WHAT IS NEEDED = Read the data below. Every line holding the string "crate" must be copied.
───── RECORDS SUPPLIED
//! Layer compilation driver
//!
//! A map layer arrives from the importer as index-based source geometry
//! (polygons, multipolygons, road linestrips) and leaves as renderable
//! triangles, optionally bucketized. Each compilation step is a
//! [`LayerOperation`]; the driver applies them in order and reports what
//! it did. Failures inside a polygon batch are local: the offending
//! polygon is skipped and counted, the batch continues.

use anyhow::Result;
use rayon::prelude::*;
use serde::Serialize;

use crate::bucketing::bucketize_layer;
use crate::debug::DebugLines;
use crate::geometry::{BoundingBox2D, BucketMapLayer, MapLayer, Triangle};
use crate::tessellation::{
    convert_linestrips, triangulate_multipolygon, triangulate_polygon, RibbonParams, RibbonStats,
};

/// One step of a layer compilation job.
#[derive(Debug, Clone)]
pub enum LayerOperation {
    /// Triangulate every polygon and multipolygon of the layer into the
    /// shared triangle list, consuming the ring primitives.
    TriangulatePolygons,
    /// Drop every linestrip with a functional road class above the
    /// threshold, so minor roads can be excluded from coarse layers.
    FilterLinestrips { max_func_class: i32 },
    /// Convert the layer's road linestrips into ribbon geometry,
    /// replacing the layer's coordinates and triangles.
    TriangulateRibbons(RibbonParams),
    /// Split the compiled layer into coordinate buckets and subdivided
    /// index sets.
    Bucketize {
        bucket_recursions: u32,
        index_recursions: u32,
        min_primitive_count: usize,
    },
}

/// Counters reported by [`compile_layer`].
#[derive(Debug, Clone, Copy, Default, Serialize)]
pub struct CompileStats {
    pub polygons_triangulated: usize,
    pub polygons_skipped: usize,
    pub ribbons: RibbonStats,
}

/// Recomputes the layer bounding box from its current vertex data.
pub fn recompute_bounds(layer: &mut MapLayer) {
    let mut points = layer
        .coordinates
        .iter()
        .map(|v| v.position.xy())
        .chain(layer.quad_vertices.iter().map(|q| q.origin));
    let Some(first) = points.next() else {
        layer.bounding_box = BoundingBox2D::default();
        return;
    };
    let mut bounds = BoundingBox2D::from_point(first);
    for p in points {
        bounds.min.x = bounds.min.x.min(p.x);
        bounds.min.y = bounds.min.y.min(p.y);
        bounds.max.x = bounds.max.x.max(p.x);
        bounds.max.y = bounds.max.y.max(p.y);
    }
    layer.bounding_box = bounds;
}

/// Triangulates all polygon and multipolygon primitives of a layer in
/// parallel. Degenerate rings are skipped and counted; everything else
/// lands in the layer's triangle list and the ring primitives are
/// consumed.
pub fn triangulate_layer_polygons(layer: &mut MapLayer) -> CompileStats {
    let mut stats = CompileStats::default();
    let coordinates = &layer.coordinates;

    let polygon_batches: Vec<Result<Vec<Triangle>>> = layer
        .index_set
        .polygons
        .par_iter()
        .map(|polygon| {
            let mut triangles = Vec::new();
            triangulate_polygon(coordinates, polygon, &mut triangles)?;
            Ok(triangles)
        })
        .collect();
    let multipolygon_batches: Vec<Result<Vec<Triangle>>> = layer
        .index_set
        .multipolygons
        .par_iter()
        .map(|multipolygon| {
            let mut triangles = Vec::new();
            triangulate_multipolygon(coordinates, multipolygon, &mut triangles)?;
            Ok(triangles)
        })
        .collect();

    for batch in polygon_batches.into_iter().chain(multipolygon_batches) {
        match batch {
            Ok(triangles) => {
                stats.polygons_triangulated += 1;
                layer.index_set.triangles.extend(triangles);
            }
            Err(error) => {
                stats.polygons_skipped += 1;
                eprintln!("Skipping polygon: {error}");
            }
        }
    }

    layer.index_set.polygons.clear();
    layer.index_set.multipolygons.clear();
    stats
}

/// Converts the layer's linestrips into merged ribbon geometry. The
/// layer's coordinates and triangles are replaced; the consumed
/// linestrips are cleared and the bounding box is recomputed, since caps
/// and miters can extend past the source extents.
pub fn triangulate_layer_ribbons(
    layer: &mut MapLayer,
    params: &RibbonParams,
    debug: Option<&mut DebugLines>,
) -> RibbonStats {
    let (coordinates, triangles, stats) =
        convert_linestrips(&layer.coordinates, &layer.index_set.linestrips, params, debug);
    layer.coordinates = coordinates;
    layer.index_set.triangles = triangles;
    layer.index_set.linestrips.clear();
    recompute_bounds(layer);
    stats
}

/// Applies a sequence of compilation operations to a layer in place.
/// Returns the bucketized layer if a [`LayerOperation::Bucketize`] step
/// ran, together with the accumulated counters.
pub fn compile_layer(
    layer: &mut MapLayer,
    operations: &[LayerOperation],
    mut debug: Option<&mut DebugLines>,
) -> Result<(Option<BucketMapLayer>, CompileStats)> {
    let mut stats = CompileStats::default();
    let mut bucketized = None;

    for operation in operations {
        match operation {
            LayerOperation::TriangulatePolygons => {
                let batch = triangulate_layer_polygons(layer);
                stats.polygons_triangulated += batch.polygons_triangulated;
                stats.polygons_skipped += batch.polygons_skipped;
            }
            LayerOperation::FilterLinestrips { max_func_class } => {
                let before = layer.index_set.linestrips.len();
                layer
                    .index_set
                    .linestrips
                    .retain(|l| l.func_class <= *max_func_class);
                eprintln!(
                    "Filtered {} linestrips above functional class {}",
                    before - layer.index_set.linestrips.len(),
                    max_func_class
                );
            }
            LayerOperation::TriangulateRibbons(params) => {
                stats.ribbons = triangulate_layer_ribbons(layer, params, debug.as_deref_mut());
            }
            LayerOperation::Bucketize {
                bucket_recursions,
                index_recursions,
                min_primitive_count,
            } => {
                bucketized = Some(bucketize_layer(
                    layer,
                    *bucket_recursions,
                    *index_recursions,
                    *min_primitive_count,
                )?);
            }
        }
    }

    Ok((bucketized, stats))
}

#[cfg(test)]
mod tests {
    use super::*;
    use crate::geometry::{Linestrip, Mat3, Polygon, Vec3, Vertex};

    fn vertex(x: f32, y: f32) -> Vertex {
        Vertex {
            position: Vec3::new(x, y, 0.0),
            ..Default::default()
        }
    }

    fn square_layer() -> MapLayer {
        let mut layer = MapLayer::default();
        layer.coordinates = vec![
            vertex(0.0, 0.0),
            vertex(4.0, 0.0),
            vertex(4.0, 4.0),
            vertex(0.0, 4.0),
        ];
        layer.index_set.polygons.push(Polygon {
            indices: vec![0, 1, 2, 3],
        });
        recompute_bounds(&mut layer);
        layer
    }

    #[test]
    fn test_polygon_pass_consumes_rings() {
        let mut layer = square_layer();
        let stats = triangulate_layer_polygons(&mut layer);
        assert_eq!(stats.polygons_triangulated, 1);
        assert_eq!(stats.polygons_skipped, 0);
        assert!(layer.index_set.polygons.is_empty());
        assert_eq!(layer.index_set.triangles.len(), 2);
    }

    #[test]
    fn test_degenerate_polygon_is_skipped_not_fatal() {
        let mut layer = square_layer();
        // Collinear ring alongside the valid square
        layer.coordinates.extend([
            vertex(10.0, 0.0),
            vertex(11.0, 0.0),
            vertex(12.0, 0.0),
        ]);
        layer.index_set.polygons.push(Polygon {
            indices: vec![4, 5, 6],
        });

        let stats = triangulate_layer_polygons(&mut layer);
        assert_eq!(stats.polygons_triangulated, 1);
        assert_eq!(stats.polygons_skipped, 1);
        assert_eq!(layer.index_set.triangles.len(), 2);
    }

    #[test]
    fn test_ribbon_pass_replaces_geometry_and_bounds() {
        let mut layer = MapLayer::default();
        layer.coordinates = vec![vertex(0.0, 0.0), vertex(10.0, 0.0)];
        layer.index_set.linestrips.push(Linestrip {
            start_id: 1,
            end_id: 2,
            func_class: 0,
            indices: vec![0, 1],
        });
        recompute_bounds(&mut layer);

        let params = RibbonParams {
            width: 1.0,
            texture_matrix: Mat3::IDENTITY,
            triangulate_caps: false,
            triangulate_intersections: false,
        };
        let stats = triangulate_layer_ribbons(&mut layer, &params, None);
        assert_eq!(stats.dead_ends, 2);
        assert!(layer.index_set.linestrips.is_empty());
        assert_eq!(layer.index_set.triangles.len(), 2);
        // Rails extend the bounds by one width on each side of the line
        assert!((layer.bounding_box.min.y + 1.0).abs() < 1e-5);
        assert!((layer.bounding_box.max.y - 1.0).abs() < 1e-5);
    }

    #[test]
    fn test_func_class_filter() {
        let mut layer = MapLayer::default();
        layer.coordinates = vec![vertex(0.0, 0.0), vertex(10.0, 0.0)];
        for func_class in [0, 2, 5] {
            layer.index_set.linestrips.push(Linestrip {
                start_id: 1,
                end_id: 2,
                func_class,
                indices: vec![0, 1],
            });
        }
        let operations = [LayerOperation::FilterLinestrips { max_func_class: 2 }];
        compile_layer(&mut layer, &operations, None).unwrap();
        assert_eq!(layer.index_set.linestrips.len(), 2);
        assert!(layer.index_set.linestrips.iter().all(|l| l.func_class <= 2));
    }

    #[test]
    fn test_compile_sequence_through_bucketize() {
        let mut layer = square_layer();
        let operations = [
            LayerOperation::TriangulatePolygons,
            LayerOperation::Bucketize {
                bucket_recursions: 0,
                index_recursions: 0,
                min_primitive_count: 0,
            },
        ];
        let (bucketized, stats) = compile_layer(&mut layer, &operations, None).unwrap();
        assert_eq!(stats.polygons_triangulated, 1);
        let bucketized = bucketized.unwrap();
        assert!(!bucketized.coordinate_buckets.is_empty());
        let total: usize = bucketized
            .bucket_index_sets
            .iter()
            .map(|set| set.index_set.primitive_count())
            .sum();
        assert!(total >= 2);
    }
}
──────────
SOLUTION TO THIS PROBLEM =
use crate::bucketing::bucketize_layer;
use crate::debug::DebugLines;
use crate::geometry::{BoundingBox2D, BucketMapLayer, MapLayer, Triangle};
use crate::tessellation::{
    use crate::geometry::{Linestrip, Mat3, Polygon, Vec3, Vertex};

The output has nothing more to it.